Key to the Swalwell story is his upbringing with a policeman father and wedding-cake baker mother in Sac City, Iowa. Biking through town on his paper route as a kid, Swalwell tells voters, he envied those living in the bigger houses on the block. His American Dream was to be a cop, until his father told him to aim higher (and make a little more money) by becoming a prosecutor. Swalwell eventually would become deputy district attorney in Alameda County, California. But politics was always there: Swalwell served as the first “student liaison” to the city council of College Park — a position he helped create — while still attending the University of Maryland, then later served on the city council in Dublin, California, where his family had moved while he was in middle school.
In 2012, he upset 40-year incumbent U.S. Rep. Pete Stark.
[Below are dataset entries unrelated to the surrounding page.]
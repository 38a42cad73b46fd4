//! Core library for provisioning multi-region compute networks.
//!
//! A [`Network`] groups hosts and the security groups that guard them. The
//! [`NetworkOrchestrator`] replicates every security group into every
//! region, launches each host against the real group of its region, rolls
//! the whole network back when any phase fails, and converges persisted
//! snapshots against live provider state. Remote compute and persistence
//! are capabilities ([`RemoteCompute`], [`KeyValueStore`]) so the same
//! orchestration runs against a real provider or the scripted double in
//! [`test_support`].

pub mod bootstrap;
pub mod compute;
pub mod config;
pub mod fault;
pub mod host;
pub mod janitor;
pub mod model;
pub mod network;
pub mod security_group;
pub mod settle;
pub mod store;
pub mod telemetry;
pub mod test_support;

pub use bootstrap::{AccountBootstrap, BootstrapError, BootstrapSummary, Preparation};
pub use compute::{ComputeError, ComputeFuture, Region, RemoteCompute};
pub use config::{ConfigError, FleetConfig};
pub use fault::{Fault, Phase, PhaseFault};
pub use host::{CommandOutcome, HostController, StreamEvent, SyncReport};
pub use janitor::{Janitor, JanitorError, SweepSummary};
pub use model::{
    DesiredState, Host, InstanceSize, InstanceState, Network, Rule, RuleDirection, SecurityGroup,
};
pub use network::{
    BuildOutcome, CompensationStep, NetworkOrchestrator, RollbackCoordinator, RollbackReport,
    SyncSummary,
};
pub use security_group::SecurityGroupManager;
pub use settle::{Settled, settle};
pub use store::{DocumentStore, FsStore, KeyValueStore, MemoryStore, StoreError};
pub use telemetry::{TelemetryError, init_tracing};
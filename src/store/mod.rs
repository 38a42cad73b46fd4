//! Durable document storage.
//!
//! The orchestration layer only needs get/put/delete/list-by-prefix from
//! its backing store. [`KeyValueStore`] captures that capability;
//! [`DocumentStore`] layers JSON documents keyed `{prefix}/{id}{extension}`
//! on top of it.

mod documents;
mod fs;
mod memory;

use std::future::Future;
use std::pin::Pin;

use serde::Serialize;
use serde::de::DeserializeOwned;
use thiserror::Error;

pub use documents::DocumentStore;
pub use fs::FsStore;
pub use memory::MemoryStore;

/// Errors raised by a [`KeyValueStore`].
#[derive(Clone, Debug, Error, Eq, PartialEq)]
pub enum StoreError {
    /// Raised when the key cannot be mapped onto the backing medium.
    #[error("invalid key {key}: {message}")]
    InvalidKey {
        /// Offending key.
        key: String,
        /// Why the key was rejected.
        message: String,
    },
    /// Raised when the backing medium fails.
    #[error("failed to access {key}: {message}")]
    Io {
        /// Key being accessed.
        key: String,
        /// Human-readable error message.
        message: String,
    },
    /// Raised when a document cannot be encoded or decoded.
    #[error("failed to encode or decode {key}: {message}")]
    Codec {
        /// Key of the document.
        key: String,
        /// Serializer message.
        message: String,
    },
}

/// Future returned by store operations.
pub type StoreFuture<'a, T> = Pin<Box<dyn Future<Output = Result<T, StoreError>> + Send + 'a>>;

/// Durable object storage.
pub trait KeyValueStore: Send + Sync {
    /// Reads a value; `None` when the key is absent.
    fn get<'a>(&'a self, key: &'a str) -> StoreFuture<'a, Option<Vec<u8>>>;

    /// Writes a value, replacing any previous one.
    fn put<'a>(&'a self, key: &'a str, value: Vec<u8>) -> StoreFuture<'a, ()>;

    /// Removes a value. Removing an absent key succeeds.
    fn delete<'a>(&'a self, key: &'a str) -> StoreFuture<'a, ()>;

    /// Lists every key starting with `prefix`, in no particular order.
    fn list_keys<'a>(&'a self, prefix: &'a str) -> StoreFuture<'a, Vec<String>>;
}

/// Entity persisted as one JSON document.
pub trait Document: Serialize + DeserializeOwned + Send + Sync {
    /// Key prefix shared by every document of this type.
    const PREFIX: &'static str;

    /// Id the document is keyed by.
    fn document_id(&self) -> &str;
}

#[cfg(test)]
mod tests;
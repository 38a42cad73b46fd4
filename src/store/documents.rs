//! JSON document repository over a [`KeyValueStore`].

use tracing::debug;

use crate::fault::Fault;

use super::{Document, KeyValueStore, StoreError};

/// Persists [`Document`]s as JSON under `{prefix}/{id}{extension}`.
#[derive(Clone, Debug)]
pub struct DocumentStore<S> {
    store: S,
    extension: String,
}

impl<S: KeyValueStore> DocumentStore<S> {
    /// Wraps `store`, naming documents with `extension` (for example
    /// `.json`).
    #[must_use]
    pub fn new(store: S, extension: impl Into<String>) -> Self {
        Self {
            store,
            extension: extension.into(),
        }
    }

    /// Borrows the underlying store.
    #[must_use]
    pub const fn inner(&self) -> &S {
        &self.store
    }

    /// Key a document of type `T` with `id` is stored under.
    #[must_use]
    pub fn key_for<T: Document>(&self, id: &str) -> String {
        format!("{}/{id}{}", T::PREFIX, self.extension)
    }

    /// Loads one document.
    ///
    /// # Errors
    ///
    /// Returns [`Fault::ResourceNotFound`] when no document exists and
    /// [`Fault::Store`] when it cannot be read or decoded.
    pub async fn load<T: Document>(&self, id: &str) -> Result<T, Fault> {
        let key = self.key_for::<T>(id);
        let bytes = self
            .store
            .get(&key)
            .await
            .map_err(|err| Fault::store(id, &err))?
            .ok_or_else(|| Fault::ResourceNotFound {
                entity_id: id.to_owned(),
                resource: String::from(T::PREFIX),
            })?;
        serde_json::from_slice(&bytes).map_err(|err| {
            Fault::store(
                id,
                &StoreError::Codec {
                    key,
                    message: err.to_string(),
                },
            )
        })
    }

    /// Writes one document, replacing any previous version.
    ///
    /// # Errors
    ///
    /// Returns [`Fault::Store`] when encoding or writing fails.
    pub async fn save<T: Document>(&self, document: &T) -> Result<(), Fault> {
        let id = document.document_id();
        let key = self.key_for::<T>(id);
        let bytes = serde_json::to_vec_pretty(document).map_err(|err| {
            Fault::store(
                id,
                &StoreError::Codec {
                    key: key.clone(),
                    message: err.to_string(),
                },
            )
        })?;
        self.store
            .put(&key, bytes)
            .await
            .map_err(|err| Fault::store(id, &err))?;
        debug!(key = %key, "document saved");
        Ok(())
    }

    /// Removes one document. Removing an absent document succeeds.
    ///
    /// # Errors
    ///
    /// Returns [`Fault::Store`] when the store fails.
    pub async fn remove<T: Document>(&self, id: &str) -> Result<(), Fault> {
        let key = self.key_for::<T>(id);
        self.store
            .delete(&key)
            .await
            .map_err(|err| Fault::store(id, &err))?;
        debug!(key = %key, "document removed");
        Ok(())
    }

    /// Lists the ids of every stored document of type `T`, sorted.
    ///
    /// # Errors
    ///
    /// Returns [`Fault::Store`] when the store fails.
    pub async fn list_ids<T: Document>(&self) -> Result<Vec<String>, Fault> {
        let prefix = format!("{}/", T::PREFIX);
        let keys = self
            .store
            .list_keys(&prefix)
            .await
            .map_err(|err| Fault::store(T::PREFIX, &err))?;
        let mut ids: Vec<String> = keys
            .iter()
            .filter_map(|key| key.strip_prefix(&prefix))
            .filter_map(|rest| rest.strip_suffix(self.extension.as_str()))
            .filter(|id| !id.is_empty() && !id.contains('/'))
            .map(str::to_owned)
            .collect();
        ids.sort();
        Ok(ids)
    }
}
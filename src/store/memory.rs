//! In-process store.

use std::collections::BTreeMap;
use std::sync::Arc;

use tokio::sync::Mutex;

use super::{KeyValueStore, StoreFuture};

/// [`KeyValueStore`] backed by a shared map. Clones share contents.
#[derive(Clone, Debug, Default)]
pub struct MemoryStore {
    entries: Arc<Mutex<BTreeMap<String, Vec<u8>>>>,
}

impl MemoryStore {
    /// Creates an empty store.
    #[must_use]
    pub fn new() -> Self {
        Self::default()
    }

    /// Number of stored keys.
    pub async fn len(&self) -> usize {
        self.entries.lock().await.len()
    }

    /// Returns `true` when nothing is stored.
    pub async fn is_empty(&self) -> bool {
        self.entries.lock().await.is_empty()
    }
}

impl KeyValueStore for MemoryStore {
    fn get<'a>(&'a self, key: &'a str) -> StoreFuture<'a, Option<Vec<u8>>> {
        Box::pin(async move { Ok(self.entries.lock().await.get(key).cloned()) })
    }

    fn put<'a>(&'a self, key: &'a str, value: Vec<u8>) -> StoreFuture<'a, ()> {
        Box::pin(async move {
            self.entries.lock().await.insert(key.to_owned(), value);
            Ok(())
        })
    }

    fn delete<'a>(&'a self, key: &'a str) -> StoreFuture<'a, ()> {
        Box::pin(async move {
            self.entries.lock().await.remove(key);
            Ok(())
        })
    }

    fn list_keys<'a>(&'a self, prefix: &'a str) -> StoreFuture<'a, Vec<String>> {
        Box::pin(async move {
            Ok(self
                .entries
                .lock()
                .await
                .keys()
                .filter(|key| key.starts_with(prefix))
                .cloned()
                .collect())
        })
    }
}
In 2015, Swalwell launched the Future Forum, a group of 27 House Democrats who toured more than 40 cities as part of a millennial-focused listening tour. Like 37-year-old South Bend, Indiana, Mayor Pete Buttigieg, Swalwell is counting on the youth vote after a midterm election that saw 20 new members younger than 40 elected to the House. That’s part of the reason Swalwell and his staff are so aggressive on social media. Although it can backfire (Google “Swalwell coffee”), former Portsmouth Mayor and New Hampshire gubernatorial candidate Steve Marchand praises their strategy: “They are looking for viral moments. They get that the less risk-averse you are, the more likely you are to get the big moment.”
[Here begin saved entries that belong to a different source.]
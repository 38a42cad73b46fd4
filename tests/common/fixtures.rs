//! Shared fixtures for integration tests.
//!
//! Integration tests are compiled as separate crates (one per top-level file in
//! `tests/`). Include this module with:
//!
//! ```rust
//! #[path = "common/fixtures.rs"]
//! mod fixtures;
//! ```

use netfleet::test_support::ScriptedCompute;
use netfleet::{FleetConfig, Host, MemoryStore, Network, NetworkOrchestrator, Rule, SecurityGroup};

/// Regions every scripted cloud exposes.
pub const REGIONS: [&str; 3] = ["us-east-1", "eu-west-1", "ap-south-1"];

/// Network id used by [`three_host_network`].
pub const NETWORK_ID: &str = "net-itest";

/// Logical id of the single security group in [`three_host_network`].
pub const GROUP_ID: &str = "sg-ssh";

/// Configuration that never sleeps between command polls.
#[must_use]
pub fn fast_config() -> FleetConfig {
    FleetConfig {
        command_poll_interval_ms: 0,
        command_max_attempts: 3,
        ..FleetConfig::builtin_defaults()
    }
}

/// A scripted cloud and an orchestrator wired to it over an in-memory store.
#[must_use]
pub fn orchestrator() -> (ScriptedCompute, NetworkOrchestrator<ScriptedCompute, MemoryStore>) {
    let cloud = ScriptedCompute::with_regions(&REGIONS);
    let orchestrator = NetworkOrchestrator::new(cloud.clone(), MemoryStore::new(), fast_config());
    (cloud, orchestrator)
}

/// One SSH security group and one host per region, numbered `host-1`..`host-3`.
#[must_use]
pub fn three_host_network() -> Network {
    let mut network = Network::new("integration");
    network.id = NETWORK_ID.to_owned();
    let group = SecurityGroup::new("ssh")
        .with_id(GROUP_ID)
        .with_inbound(Rule::single_port("10.0.0.0/16", 22));
    for (index, region) in REGIONS.iter().enumerate() {
        let host_id = format!("host-{}", index + 1);
        network.hosts.push(
            Host::new(host_id.as_str())
                .with_id(host_id.as_str())
                .in_region(*region)
                .with_security_group(&group),
        );
    }
    network.security_groups.push(group);
    network
}
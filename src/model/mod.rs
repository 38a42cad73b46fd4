//! Canonical entity definitions for networks, security groups, and hosts.
//!
//! Entities are created locally (ids are assigned before any remote call),
//! mutated in place by the orchestration components, and persisted as JSON
//! documents. Fields that only exist while infrastructure is live are
//! optional so a document written before provisioning round-trips cleanly.

mod host;
mod network;
mod reconcile;
mod rule;
mod security_group;
mod state;

pub use host::{Host, SettleGuard, SettlePermit};
pub use network::Network;
pub use reconcile::{Reconciled, reconcile};
pub use rule::{Rule, RuleDirection};
pub use security_group::SecurityGroup;
pub use state::{DesiredState, InstanceSize, InstanceState, UnknownInstanceSize};

/// Generates a fresh logical identifier.
#[must_use]
pub fn new_id() -> String {
    uuid::Uuid::new_v4().simple().to_string()
}

#[cfg(test)]
mod tests;
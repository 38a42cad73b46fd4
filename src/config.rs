//! Configuration loading via `ortho-config`.

use std::ffi::OsString;
use std::time::Duration;

use ortho_config::OrthoConfig;
use serde::Deserialize;
use thiserror::Error;

/// Default image name filter.
pub const DEFAULT_IMAGE_NAME: &str = "amzn-ami-hvm-2018.03.0.20180811-x86_64-gp2";
/// Default key pair name.
pub const DEFAULT_KEY_NAME: &str = "netfleet-key";
/// Default execution profile name.
pub const DEFAULT_INSTANCE_PROFILE_NAME: &str = "netfleet-ssm-role";
/// Default policy bound to the execution profile.
pub const DEFAULT_INSTANCE_PROFILE_POLICY_ARN: &str =
    "arn:aws:iam::aws:policy/service-role/AmazonEC2RoleforSSM";
/// Default remote command output channel.
pub const DEFAULT_COMMAND_OUTPUT_CHANNEL: &str = "command-log";
/// Default document key extension.
pub const DEFAULT_DOCUMENT_EXTENSION: &str = ".json";
/// Default root directory of the file-backed store.
pub const DEFAULT_STORE_ROOT: &str = ".netfleet";

/// Fleet configuration derived from defaults, configuration files, and
/// environment variables (`NETFLEET_*`).
#[derive(Clone, Debug, Deserialize, OrthoConfig, PartialEq, Eq)]
#[ortho_config(
    prefix = "NETFLEET",
    discovery(
        app_name = "netfleet",
        env_var = "NETFLEET_CONFIG_PATH",
        config_file_name = "netfleet.toml",
        dotfile_name = ".netfleet.toml",
        project_file_name = "netfleet.toml"
    )
)]
pub struct FleetConfig {
    /// Image name filter used when a host has no pinned image.
    #[ortho_config(default = DEFAULT_IMAGE_NAME.to_owned())]
    pub image_name: String,
    /// Key pair installed on every launched instance.
    #[ortho_config(default = DEFAULT_KEY_NAME.to_owned())]
    pub key_name: String,
    /// Execution profile attached after launch.
    #[ortho_config(default = DEFAULT_INSTANCE_PROFILE_NAME.to_owned())]
    pub instance_profile_name: String,
    /// Policy bound to the execution profile during account bootstrap.
    #[ortho_config(default = DEFAULT_INSTANCE_PROFILE_POLICY_ARN.to_owned())]
    pub instance_profile_policy_arn: String,
    /// Output channel remote commands log to.
    #[ortho_config(default = DEFAULT_COMMAND_OUTPUT_CHANNEL.to_owned())]
    pub command_output_channel: String,
    /// Status polls before a remote command is declared timed out.
    #[ortho_config(default = 10)]
    pub command_max_attempts: u32,
    /// Delay between command status polls, in milliseconds.
    #[ortho_config(default = 2000)]
    pub command_poll_interval_ms: u64,
    /// Extension appended to persisted document keys.
    #[ortho_config(default = DEFAULT_DOCUMENT_EXTENSION.to_owned())]
    pub document_extension: String,
    /// Root directory of the file-backed document store.
    #[ortho_config(default = DEFAULT_STORE_ROOT.to_owned())]
    pub store_root: String,
}

impl FleetConfig {
    /// Configuration made only of built-in defaults, ignoring every
    /// external source.
    #[must_use]
    pub fn builtin_defaults() -> Self {
        Self {
            image_name: DEFAULT_IMAGE_NAME.to_owned(),
            key_name: DEFAULT_KEY_NAME.to_owned(),
            instance_profile_name: DEFAULT_INSTANCE_PROFILE_NAME.to_owned(),
            instance_profile_policy_arn: DEFAULT_INSTANCE_PROFILE_POLICY_ARN.to_owned(),
            command_output_channel: DEFAULT_COMMAND_OUTPUT_CHANNEL.to_owned(),
            command_max_attempts: 10,
            command_poll_interval_ms: 2000,
            document_extension: DEFAULT_DOCUMENT_EXTENSION.to_owned(),
            store_root: DEFAULT_STORE_ROOT.to_owned(),
        }
    }
}

/// Metadata for a configuration field, used to generate actionable error messages.
struct FieldMetadata {
    description: &'static str,
    env_var: &'static str,
    toml_key: &'static str,
}

impl FieldMetadata {
    const fn new(description: &'static str, env_var: &'static str, toml_key: &'static str) -> Self {
        Self {
            description,
            env_var,
            toml_key,
        }
    }

    fn hint(&self) -> String {
        format!(
            "set {} or add {} to netfleet.toml",
            self.env_var, self.toml_key
        )
    }
}

impl FleetConfig {
    fn require_field(value: &str, metadata: &FieldMetadata) -> Result<(), ConfigError> {
        if value.trim().is_empty() {
            return Err(ConfigError::MissingField(format!(
                "missing {}: {}",
                metadata.description,
                metadata.hint()
            )));
        }
        Ok(())
    }

    /// Loads configuration without attempting to parse CLI arguments. Values
    /// merge defaults, configuration files, and environment variables.
    ///
    /// # Errors
    ///
    /// Returns [`ConfigError::Parse`] when the merge fails.
    pub fn load_without_cli_args() -> Result<Self, ConfigError> {
        Self::load_from_iter([OsString::from("netfleet")])
            .map_err(|err| ConfigError::Parse(err.to_string()))
    }

    /// Delay between command status polls.
    #[must_use]
    pub const fn command_poll_interval(&self) -> Duration {
        Duration::from_millis(self.command_poll_interval_ms)
    }

    /// Performs semantic validation. Error messages name the environment
    /// variable and TOML key that supply the offending value.
    ///
    /// # Errors
    ///
    /// Returns [`ConfigError::MissingField`] when a required string is blank
    /// and [`ConfigError::Invalid`] when the attempt ceiling is zero.
    pub fn validate(&self) -> Result<(), ConfigError> {
        let required = [
            (
                &self.image_name,
                FieldMetadata::new("image name filter", "NETFLEET_IMAGE_NAME", "image_name"),
            ),
            (
                &self.key_name,
                FieldMetadata::new("key pair name", "NETFLEET_KEY_NAME", "key_name"),
            ),
            (
                &self.instance_profile_name,
                FieldMetadata::new(
                    "instance profile name",
                    "NETFLEET_INSTANCE_PROFILE_NAME",
                    "instance_profile_name",
                ),
            ),
            (
                &self.instance_profile_policy_arn,
                FieldMetadata::new(
                    "instance profile policy",
                    "NETFLEET_INSTANCE_PROFILE_POLICY_ARN",
                    "instance_profile_policy_arn",
                ),
            ),
            (
                &self.command_output_channel,
                FieldMetadata::new(
                    "command output channel",
                    "NETFLEET_COMMAND_OUTPUT_CHANNEL",
                    "command_output_channel",
                ),
            ),
            (
                &self.store_root,
                FieldMetadata::new("store root", "NETFLEET_STORE_ROOT", "store_root"),
            ),
        ];
        for (value, metadata) in &required {
            Self::require_field(value, metadata)?;
        }
        if self.command_max_attempts == 0 {
            let metadata = FieldMetadata::new(
                "command attempt ceiling",
                "NETFLEET_COMMAND_MAX_ATTEMPTS",
                "command_max_attempts",
            );
            return Err(ConfigError::Invalid(format!(
                "{} must be at least 1: {}",
                metadata.description,
                metadata.hint()
            )));
        }
        Ok(())
    }
}

/// Errors raised during configuration loading and validation.
#[derive(Debug, Error, Eq, PartialEq)]
pub enum ConfigError {
    /// Indicates a required configuration field is empty or missing.
    #[error("missing configuration field: {0}")]
    MissingField(String),
    /// Indicates a field holds an unusable value.
    #[error("invalid configuration: {0}")]
    Invalid(String),
    /// Surfaces errors from the `ortho-config` loader.
    #[error("configuration parsing failed: {0}")]
    Parse(String),
}

impl From<ortho_config::OrthoError> for ConfigError {
    fn from(value: ortho_config::OrthoError) -> Self {
        Self::Parse(value.to_string())
    }
}

#[cfg(test)]
mod tests {
    use rstest::rstest;

    use super::*;

    #[rstest]
    fn defaults_validate() {
        assert_eq!(FleetConfig::builtin_defaults().validate(), Ok(()));
    }

    #[rstest]
    fn blank_key_name_names_its_sources() {
        let config = FleetConfig {
            key_name: String::from("  "),
            ..FleetConfig::builtin_defaults()
        };
        let Err(ConfigError::MissingField(message)) = config.validate() else {
            panic!("blank key name should be rejected");
        };
        assert!(message.contains("NETFLEET_KEY_NAME"));
        assert!(message.contains("key_name"));
    }

    #[rstest]
    fn zero_attempts_are_invalid() {
        let config = FleetConfig {
            command_max_attempts: 0,
            ..FleetConfig::builtin_defaults()
        };
        assert!(matches!(config.validate(), Err(ConfigError::Invalid(_))));
    }

    #[rstest]
    fn poll_interval_is_in_milliseconds() {
        let config = FleetConfig {
            command_poll_interval_ms: 250,
            ..FleetConfig::builtin_defaults()
        };
        assert_eq!(config.command_poll_interval(), Duration::from_millis(250));
    }
}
#TBT “There’s two people I think Putin pays: Rohrabacher and Trump.” — Kevin McCarthy, June 15, 2016 (6 days after the Russians met with @realDonaldTrump’s son in Trump Tower). https://t.co/eLgNHZ4Cus
— Eric Swalwell (@ericswalwell) February 28, 2019
Just ask Beto O’Rourke, an obscure congressman who became a presidential contender after a viral moment–fueled near-miss U.S. Senate campaign in Texas. Perhaps the swift ascent of someone like O’Rourke, Swalwell’s stunning victory in his first congressional run and a pinch of Silicon Valley hubris led to these unlikely White House dreams. But another life story correlates most to Swalwell’s pending presidential run. When considering colleges, he tells the New Hampshire crowd, there were three criteria: First, that his soccer scholarship would cover tuition. Second, that it was a Division I school. “I am very competitive,” says the former goalkeeper. “Still am today.” Third, that the coaches would allow him to play as a freshman. “I am very impatient,” pausing for emphasis before adding, again: “Still am today.”
What Swalwell doesn’t mention is that he later lost that soccer scholarship due to an injury, and had to transfer in his third year from Campbell University in North Carolina to the University of Maryland. This time, Swalwell is counting on his impatience paying off — even if he misses the big goal.